Viruses are ubiquitous members of aquatic systems and are important pathogens of marine bacteria and phytoplankton. Processes that regulate viruses thus may affect aquatic ecosystems, but these processes remain poorly understood. The decay of viral infectivity attributed to UV-B radiation was determined for natural cyanophage communities and clonal isolates of cyanophages and bacteriophages along a transect from oligotrophic to mesotrophic waters in the Gulf of Mexico. Decay rates of infectivity ranged from 0.4 to 0.9 h-1 in surface waters at all stations, and correlated well with UV-B levels, DNA damage and depth. Particle destruction rates also decreased with increasing depth, although infective cyanophage abundances were relatively constant in the upper mixed layer. Differences in particle and infectivity loss rates integrated over depth indicate that the infectivity of 59% of the UV-B damaged cyanophages at the nearshore stations was restored by light-dependant host-mediated repair mechanisms.

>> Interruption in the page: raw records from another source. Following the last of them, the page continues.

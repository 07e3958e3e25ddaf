//! RecordResponseHandler - Command handler for answering the current question.
//!
//! The answer is stored on the session, then queued for storage without
//! waiting. A screening exit concludes the assessment and queues its record.

use std::sync::Arc;

use super::active_assessment::ActiveAssessment;
use super::persistence_dispatcher::PersistenceDispatcher;
use crate::domain::foundation::Percentage;
use crate::domain::questionnaire::{
    AssessmentRecord, NavigationStep, QuestionnaireError, ResponseEntry, ResponseValue,
};

/// Command carrying the answer to the current question.
#[derive(Debug, Clone)]
pub struct RecordResponseCommand {
    /// Answer to the current question; must be one of its options.
    pub value: ResponseValue,
}

/// Result of recording an answer.
#[derive(Debug, Clone)]
pub struct RecordResponseResult {
    /// Current question, or the terminal outcome the answer triggered.
    pub step: NavigationStep,
    /// Completion after the answer.
    pub progress: Percentage,
    /// Present when the answer ended the assessment.
    pub record: Option<AssessmentRecord>,
}

/// Handler for recording answers.
pub struct RecordResponseHandler {
    dispatcher: Arc<PersistenceDispatcher>,
}

impl RecordResponseHandler {
    pub fn new(dispatcher: Arc<PersistenceDispatcher>) -> Self {
        Self { dispatcher }
    }

    /// Never waits on storage; write failures surface through the dispatcher.
    pub fn handle(
        &self,
        active: &mut ActiveAssessment,
        cmd: RecordResponseCommand,
    ) -> Result<RecordResponseResult, QuestionnaireError> {
        let (question_id, question_text) = {
            let question = active.current_question()?;
            (question.id().clone(), question.prompt().to_string())
        };

        let step = {
            let (engine, session) = active.parts_mut();
            engine.record_response(session, cmd.value)?
        };

        if let Some(recorded) = active.session().responses().entry(&question_id) {
            self.dispatcher.put_response(
                active.session().patient_id().clone(),
                question_id,
                ResponseEntry {
                    question_text,
                    value: recorded.value.clone(),
                    recorded_at: recorded.recorded_at,
                },
            );
        }

        let record = if step.is_finished() {
            Some(active.conclude(&self.dispatcher)?)
        } else {
            None
        };

        Ok(RecordResponseResult {
            step,
            progress: active.progress(),
            record,
        })
    }
}

#[cfg(test)]
mod tests {
    use super::*;
    use crate::adapters::memory::InMemoryAssessmentRepository;
    use crate::domain::foundation::QuestionId;
    use crate::domain::questionnaire::test_support::{embedded_engine, patient};
    use crate::domain::questionnaire::AssessmentOutcome;
    use crate::ports::AssessmentRepository;

    fn setup() -> (RecordResponseHandler, InMemoryAssessmentRepository, ActiveAssessment) {
        let repo = InMemoryAssessmentRepository::new();
        let dispatcher = Arc::new(PersistenceDispatcher::new(Arc::new(repo.clone())));
        let engine = Arc::new(embedded_engine());
        let session = engine.start(patient("mo@example.com"), None);
        (
            RecordResponseHandler::new(dispatcher),
            repo,
            ActiveAssessment::new(engine, session),
        )
    }

    fn answer(value: ResponseValue) -> RecordResponseCommand {
        RecordResponseCommand { value }
    }

    #[tokio::test]
    async fn answer_is_persisted_with_question_text() {
        let (handler, repo, mut active) = setup();

        let result = handler
            .handle(&mut active, answer(ResponseValue::multi(["depressedLonely"])))
            .unwrap();
        handler.dispatcher.flush().await;

        assert_eq!(result.step, NavigationStep::Question(0));
        assert!(result.record.is_none());
        let stored = repo
            .response(&patient("mo@example.com"), &QuestionId::new("question1").unwrap())
            .await
            .unwrap();
        assert_eq!(stored.value, ResponseValue::multi(["depressedLonely"]));
        assert!(!stored.question_text.is_empty());
    }

    #[tokio::test]
    async fn invalid_answer_is_not_persisted() {
        let (handler, repo, mut active) = setup();

        let err = handler
            .handle(&mut active, answer(ResponseValue::single("maybe")))
            .unwrap_err();
        handler.dispatcher.flush().await;

        assert!(matches!(err, QuestionnaireError::InvalidResponse { .. }));
        assert_eq!(repo.response_count().await, 0);
    }

    #[tokio::test]
    async fn suicidal_answer_concludes_and_stores_record() {
        let (handler, repo, mut active) = setup();
        handler
            .handle(&mut active, answer(ResponseValue::multi(["depressedLonely"])))
            .unwrap();
        {
            let (engine, session) = active.parts_mut();
            engine.advance(session).unwrap();
        }
        handler
            .handle(&mut active, answer(ResponseValue::single("yes_symptoms")))
            .unwrap();
        {
            let (engine, session) = active.parts_mut();
            engine.advance(session).unwrap();
        }
        let result = handler
            .handle(&mut active, answer(ResponseValue::single("yes_suicidalthoughts")))
            .unwrap();
        handler.dispatcher.flush().await;

        assert_eq!(
            result.step,
            NavigationStep::Finished(AssessmentOutcome::SuicidalThoughtsDetected)
        );
        assert_eq!(result.progress, Percentage::HUNDRED);
        let record = result.record.unwrap();
        assert!(record.suicidal_thoughts());
        assert_eq!(record.responses().len(), 3);

        let stored = repo
            .latest_for_patient(&patient("mo@example.com"))
            .await
            .unwrap()
            .unwrap();
        assert_eq!(stored.assessment_id(), record.assessment_id());
    }

    #[tokio::test]
    async fn storage_failure_does_not_block_navigation() {
        let (handler, repo, mut active) = setup();
        repo.fail_writes(true);

        let result = handler
            .handle(&mut active, answer(ResponseValue::multi(["none"])))
            .unwrap();
        handler.dispatcher.flush().await;

        assert_eq!(result.step, NavigationStep::Question(0));
        assert_eq!(repo.response_count().await, 0);
        assert_eq!(active.session().responses().len(), 1);
    }
}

This study demonstrates that UV-B is a significant factor driving viral decay in marine systems, and that light-mediated repair is essential for the maintenance of steady state viral numbers in these systems. As the penetration of UV-B into the water column is different than that of the longer wavelengths required to activate DNA repair mechanisms, the optical quality of the water and mixing parameters may directly control the steady-state abundances of infective viral particles.